Il calendario di febbraio 2023

Il cavallo nell'arte antica

Benché nel recente passato siano stati dedicati numerosi calendari al ruolo che gli animali hanno assunto come ispiratori di produzioni artistiche, il cavallo non è ancora apparso tra essi. Una mancanza un po' voluta, perché le raffigurazioni artistiche del cavallo sono talmente numerose e differenziate che sarebbero soffocate nel calendario di un singolo mese. E' il motivo per cui dedicheremo questo numero alle sole rappresentazioni dell'antichità (dalla preistoria al medioevo).

Il cavallo, che accompagna l'essere umano da migliaia di anni, ha progressivamente modificato il suo rapporto con l'uomo nel corso del tempo (se vogliamo: l'uomo ha sfruttato questo animale in modi diversi al passare del tempo). Di conseguenza si è andata progressivamente cambiando la sua rappresentazione artistica.

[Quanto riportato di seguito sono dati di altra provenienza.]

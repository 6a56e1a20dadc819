// Library exports for testing
pub use app::App;
pub use config::GameConfig;
pub use entities::{Enemy, GameState, Laser, LaserColor, Player, Powerup, PowerupKind};

pub mod animation;
pub mod app;
pub mod clock;
pub mod collision;
pub mod config;
pub mod entities;
pub mod input;
pub mod renderer;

In origine (diciamo una cinquantina di milioni di anni fa) esisteva solo un piccolo erbivoro, alto non più di mezzo metro; passano ancora milioni di anni e il nostro animaletto cresce di dimensione e si differenzia, in base all'habitat, lungo almeno tre linee evolutive: la zebra, l'asino e il cavallo propriamente detto. Finalmente, tra 300.000 e 500.000 anni fa il nostro amico assume l'aspetto con cui lo conosciamo: è l'Equus ferus, comparso, più o meno mentre i neanderthal si disperdono sul pianeta e cominciano a diventare sapiens. Ma dall'Equus feros, al nostro amico attuale, Equus feros caballus,, c'è ancora una bella distanza, visto che la domesticazione non precede il 6000 a.C. (secondo alcuni, il 3.000 a.C.) e quindi è un evento di cinque minuti fa, sulla scala dell'evoluzione planetaria*.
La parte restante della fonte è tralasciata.